Xort wrote:
bootlegga wrote:
I can and did - without a sales tax! I just made a few cuts here and there, then increased income and corporate taxes by 1% and gas taxes by 4 cents/litre.
I did it without a sales tax! I just added a tax to the price of a retail good!
I feel like somehow I've failed this world.
You did it without a full sales tax, I will give you that. But in honesty you can admit that you raised a single item sale tax?
~
Oh and Bootlegga, what do you do if the resource revenue drops by 25% after you made your budget and everyone keeps screaming at you for not predicting the drop?
Adding a fuel tax is like a user fee IMO. If you use lots, you pay lots, use little, pay little. Because of this, I think it's better than a sales tax on everything.
A sales tax hits everyone - although if a credit is built into it for lower income citizens, then it's very progressive and the wealthy tend to pay more than average people (due to the higher cost of luxury goods). However, sales taxes are verboten in this province, so that's why I didn't use one here - just as Redford's government is unlikely to.
Admittedly, my surplus is small and could easily be wiped out by a change in oil prices - but that's why I went with a pessimistic (low) oil price, not an optimistic (high) one. If prices rise as expected, the surplus grows, if not, then we're covered.

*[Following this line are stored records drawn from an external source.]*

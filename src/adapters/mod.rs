//! File-backed implementations of the ports.

pub mod csv_adapter;
pub mod file_config_adapter;
pub mod text_report;
//! Report generation port trait.

use std::path::Path;

use crate::domain::ast::Strategy;
use crate::domain::backtest::BacktestResult;
use crate::domain::error::StratlangError;

/// Port for writing backtest reports.
pub trait ReportPort {
    fn write(
        &self,
        result: &BacktestResult,
        strategy: &Strategy,
        output_path: &Path,
    ) -> Result<(), StratlangError>;
}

I'm guessing your last comment is one based on the predicament the current government finds itself in. Some people have speculated that they knew prices would drop and used bogus figures to allow them to pay for campaign promises. Others feel the province is a victim of outside influences. I feel it's a mix of both (they expected a price drop, but not such a large one) and I don't really blame them too much.
Of course, I would have preferred they be a little more realistic and not wear rose-coloured glasses when drafting the budget, but that budget was a political one. Everyone wanted big spending promises in the last election, so that's what all the parties (including the Wildrose) gave the electorate.